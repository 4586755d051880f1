mod ensure;
mod resolve;

pub use ensure::ensure_dirs;
pub use resolve::{config_dir, config_file, data_dir, log_dir, prefs_file};

#[cfg(test)]
mod tests {
    use super::*;

    #[test]
    fn config_dir_ends_with_gitclock() {
        let path = config_dir().unwrap();
        assert!(
            path.ends_with("gitclock"),
            "config_dir should end with 'gitclock', got: {path:?}"
        );
    }

    #[test]
    fn data_dir_ends_with_gitclock() {
        let path = data_dir().unwrap();
        assert!(
            path.ends_with("gitclock"),
            "data_dir should end with 'gitclock', got: {path:?}"
        );
    }

    #[test]
    fn config_file_has_correct_name() {
        let path = config_file().unwrap();
        assert_eq!(path.file_name().unwrap().to_str().unwrap(), "config.toml");
    }

    #[test]
    fn prefs_file_lives_in_data_dir() {
        let path = prefs_file().unwrap();
        assert_eq!(path.file_name().unwrap().to_str().unwrap(), "settings.json");
        assert!(path.starts_with(data_dir().unwrap()));
    }

    #[test]
    fn log_dir_is_inside_data_dir() {
        let log = log_dir().unwrap();
        let data = data_dir().unwrap();
        assert!(
            log.starts_with(&data),
            "log_dir should be inside data_dir: log={log:?}, data={data:?}"
        );
        assert_eq!(log.file_name().unwrap().to_str().unwrap(), "logs");
    }
}
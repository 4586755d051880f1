use std::path::PathBuf;

use gitclock_common::PlatformError;

pub(super) const APP_NAME: &str = "gitclock";

/// Returns the platform-specific configuration directory for GitClock.
///
/// - macOS: `~/Library/Application Support/gitclock`
/// - Linux: `$XDG_CONFIG_HOME/gitclock` (defaults to `~/.config/gitclock`)
/// - Windows: `%APPDATA%\gitclock`
pub fn config_dir() -> Result<PathBuf, PlatformError> {
    Ok(dirs::config_dir()
        .ok_or_else(|| PlatformError::PathError("could not determine config directory".into()))?
        .join(APP_NAME))
}

/// Returns the platform-specific data directory for GitClock.
///
/// - macOS: `~/Library/Application Support/gitclock`
/// - Linux: `$XDG_DATA_HOME/gitclock` (defaults to `~/.local/share/gitclock`)
/// - Windows: `%APPDATA%\gitclock`
pub fn data_dir() -> Result<PathBuf, PlatformError> {
    Ok(dirs::data_dir()
        .ok_or_else(|| PlatformError::PathError("could not determine data directory".into()))?
        .join(APP_NAME))
}

/// Returns the path to the main configuration file.
///
/// Located at `config_dir()/config.toml`.
pub fn config_file() -> Result<PathBuf, PlatformError> {
    Ok(config_dir()?.join("config.toml"))
}

/// Returns the path to the durable preference store.
///
/// Located at `data_dir()/settings.json`.
pub fn prefs_file() -> Result<PathBuf, PlatformError> {
    Ok(data_dir()?.join("settings.json"))
}

/// Returns the path to the log directory.
///
/// Located at `data_dir()/logs`.
pub fn log_dir() -> Result<PathBuf, PlatformError> {
    Ok(data_dir()?.join("logs"))
}
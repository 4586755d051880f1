//! JSON bodies exchanged with remote editors.

use gitclock_layout::{LayoutMap, ScreenGeometry};
use gitclock_platform::DeviceSettings;
use serde::{Deserialize, Serialize};

/// Body of `GET /state`.
#[derive(Debug, Clone, PartialEq, Serialize, Deserialize)]
pub struct StateResponse {
    pub width: u32,
    pub height: u32,
    pub layout: LayoutMap,
}

impl StateResponse {
    pub fn new(geometry: ScreenGeometry, layout: LayoutMap) -> Self {
        Self {
            width: geometry.width,
            height: geometry.height,
            layout,
        }
    }

    pub fn geometry(&self) -> ScreenGeometry {
        ScreenGeometry::new(self.width, self.height)
    }
}

/// Acknowledgment returned by every mutating endpoint.
#[derive(Debug, Clone, PartialEq, Eq, Serialize, Deserialize)]
pub struct Ack {
    pub ok: bool,
    #[serde(default, skip_serializing_if = "Option::is_none")]
    pub error: Option<String>,
}

impl Ack {
    pub fn ok() -> Self {
        Self {
            ok: true,
            error: None,
        }
    }

    pub fn error(message: impl Into<String>) -> Self {
        Self {
            ok: false,
            error: Some(message.into()),
        }
    }
}

/// Form fields posted to `POST /settings`. Checkboxes are on when present.
#[derive(Debug, Clone, Default, PartialEq, Eq, Deserialize)]
#[serde(rename_all = "camelCase")]
pub struct SettingsForm {
    pub username: Option<String>,
    pub token: Option<String>,
    pub battery_style: Option<String>,
    pub oled_mode: Option<String>,
    pub keep_screen_on: Option<String>,
}

impl SettingsForm {
    /// Fold the submitted fields into `settings`.
    ///
    /// A blank username leaves the credentials untouched, as does a blank
    /// token for the account already stored. An unparsable battery style
    /// keeps the current one.
    pub fn apply_to(&self, settings: &mut DeviceSettings) {
        let username = self.username.as_deref().map(str::trim).unwrap_or("");
        if !username.is_empty() {
            let token = self.token.as_deref().map(str::trim).unwrap_or("");
            let same_account = settings.username.as_deref() == Some(username);
            if token.is_empty() && same_account {
                let kept = settings.token.clone();
                settings.sign_in(username, &kept);
            } else {
                settings.sign_in(username, token);
            }
        }
        if let Some(style) = self
            .battery_style
            .as_deref()
            .and_then(|s| s.trim().parse().ok())
        {
            settings.battery_style = style;
        }
        settings.oled_mode = self.oled_mode.is_some();
        settings.keep_screen_on = self.keep_screen_on.is_some();
    }
}

/// Body of `GET /settings`. The token itself is never sent back.
#[derive(Debug, Clone, PartialEq, Eq, Serialize, Deserialize)]
pub struct SettingsView {
    pub username: Option<String>,
    pub has_token: bool,
    pub session_active: bool,
    pub battery_style: i32,
    pub oled_mode: bool,
    pub keep_screen_on: bool,
}

impl From<&DeviceSettings> for SettingsView {
    fn from(settings: &DeviceSettings) -> Self {
        Self {
            username: settings.username.clone(),
            has_token: settings.has_token(),
            session_active: settings.session_active,
            battery_style: settings.battery_style,
            oled_mode: settings.oled_mode,
            keep_screen_on: settings.keep_screen_on,
        }
    }
}
//! Device preferences other than widget layout.

use gitclock_common::PlatformError;
use serde::{Deserialize, Serialize};
use tracing::{info, warn};

use super::PreferenceStore;

/// Preference key holding the JSON-encoded [`DeviceSettings`].
pub const SETTINGS_KEY: &str = "device_settings";

/// Account and display preferences, stored as one JSON value.
#[derive(Debug, Clone, PartialEq, Eq, Serialize, Deserialize)]
#[serde(default)]
pub struct DeviceSettings {
    /// Account whose contribution activity the board shows.
    pub username: Option<String>,
    pub token: String,
    pub session_active: bool,
    pub battery_style: i32,
    pub oled_mode: bool,
    pub keep_screen_on: bool,
}

impl Default for DeviceSettings {
    fn default() -> Self {
        Self {
            username: None,
            token: String::new(),
            session_active: false,
            battery_style: 0,
            oled_mode: false,
            keep_screen_on: true,
        }
    }
}

impl DeviceSettings {
    /// Stored settings, or defaults when absent or unreadable.
    pub fn load(prefs: &dyn PreferenceStore) -> Self {
        let raw = match prefs.get(SETTINGS_KEY) {
            Ok(Some(raw)) => raw,
            Ok(None) => return Self::default(),
            Err(e) => {
                warn!("failed to read device settings: {e}");
                return Self::default();
            }
        };
        serde_json::from_str(&raw).unwrap_or_else(|e| {
            warn!("stored device settings unusable ({e}), using defaults");
            Self::default()
        })
    }

    pub fn save(&self, prefs: &dyn PreferenceStore) -> Result<(), PlatformError> {
        let json = serde_json::to_string(self)
            .map_err(|e| PlatformError::PrefsError(format!("failed to serialize settings: {e}")))?;
        prefs.put(SETTINGS_KEY, &json)
    }

    /// Record credentials and mark the session active.
    pub fn sign_in(&mut self, username: &str, token: &str) {
        info!(username, "account credentials updated");
        self.username = Some(username.to_string());
        self.token = token.to_string();
        self.session_active = true;
    }

    pub fn has_token(&self) -> bool {
        !self.token.is_empty()
    }
}

#[cfg(test)]
mod tests {
    use super::*;
    use crate::prefs::MemoryPreferences;

    #[test]
    fn defaults_keep_the_screen_on() {
        let settings = DeviceSettings::load(&MemoryPreferences::new());
        assert_eq!(settings, DeviceSettings::default());
        assert!(settings.keep_screen_on);
        assert!(!settings.session_active);
    }

    #[test]
    fn save_then_load() {
        let prefs = MemoryPreferences::new();
        let mut settings = DeviceSettings::default();
        settings.sign_in("octocat", "ghp_x");
        settings.oled_mode = true;
        settings.battery_style = 2;
        settings.save(&prefs).unwrap();

        let loaded = DeviceSettings::load(&prefs);
        assert_eq!(loaded, settings);
        assert!(loaded.has_token());
        assert!(loaded.session_active);
    }

    #[test]
    fn unusable_value_falls_back_to_defaults() {
        let prefs = MemoryPreferences::new();
        prefs.put(SETTINGS_KEY, "[1, 2").unwrap();
        assert_eq!(DeviceSettings::load(&prefs), DeviceSettings::default());
    }

    #[test]
    fn partial_value_fills_in_defaults() {
        let prefs = MemoryPreferences::new();
        prefs.put(SETTINGS_KEY, r#"{"oled_mode":true}"#).unwrap();
        let loaded = DeviceSettings::load(&prefs);
        assert!(loaded.oled_mode);
        assert!(loaded.keep_screen_on);
    }

    #[test]
    fn settings_and_layout_keys_do_not_collide() {
        let prefs = MemoryPreferences::new();
        prefs.put("layout_config", "{}").unwrap();
        DeviceSettings::default().save(&prefs).unwrap();
        assert_eq!(prefs.get("layout_config").unwrap().as_deref(), Some("{}"));
    }
}
//! GitClock configuration system.
//!
//! Provides TOML-based configuration with live reload and validation.
//! All config sections use defaults so partial configs work out of the box.
//!
//! # Quick Start
//!
//! ```rust,no_run
//! use gitclock_config::load_config;
//!
//! let config = load_config().expect("failed to load config");
//! println!("serving on port {}", config.server.port);
//! ```

pub mod reload;
pub mod schema;
pub mod toml_loader;
pub mod toml_writer;
pub mod validation;
pub mod watcher;

pub use reload::ReloadManager;
pub use schema::GitClockConfig;
pub use toml_writer::{save_config, save_config_to_path};
pub use watcher::FileWatcher;

use gitclock_common::ConfigError;
use std::path::Path;

/// Convenience function to load config from the platform default path.
///
/// Loads `config.toml` from the OS config directory, creates a default
/// if none exists, and validates the result.
pub fn load_config() -> Result<GitClockConfig, ConfigError> {
    let config = toml_loader::load_default()?;
    validation::validate(&config)?;
    Ok(config)
}

/// Load and validate config from an explicit path, creating it if missing.
pub fn load_config_from(path: &Path) -> Result<GitClockConfig, ConfigError> {
    let config = toml_loader::load_or_create(path)?;
    validation::validate(&config)?;
    Ok(config)
}
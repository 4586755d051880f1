//! Embedded editor endpoint validation.

use std::net::IpAddr;

use crate::schema::GitClockConfig;

use super::helpers::validate_range;

pub(crate) fn validate_server(errors: &mut Vec<String>, config: &GitClockConfig) {
    validate_range(errors, "server.port", u64::from(config.server.port), 1, 65535);

    if config.server.bind.parse::<IpAddr>().is_err() {
        errors.push(format!(
            "server.bind = {:?} is not an IP address",
            config.server.bind
        ));
    }
}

• [Task to complete]:
Look for the word "ScreenGeometry" in the listing above, and copy every line where you find it.

• [Exercise solution]:
use gitclock_layout::{LayoutMap, ScreenGeometry};
    pub fn new(geometry: ScreenGeometry, layout: LayoutMap) -> Self {
    pub fn geometry(&self) -> ScreenGeometry {
        ScreenGeometry::new(self.width, self.height)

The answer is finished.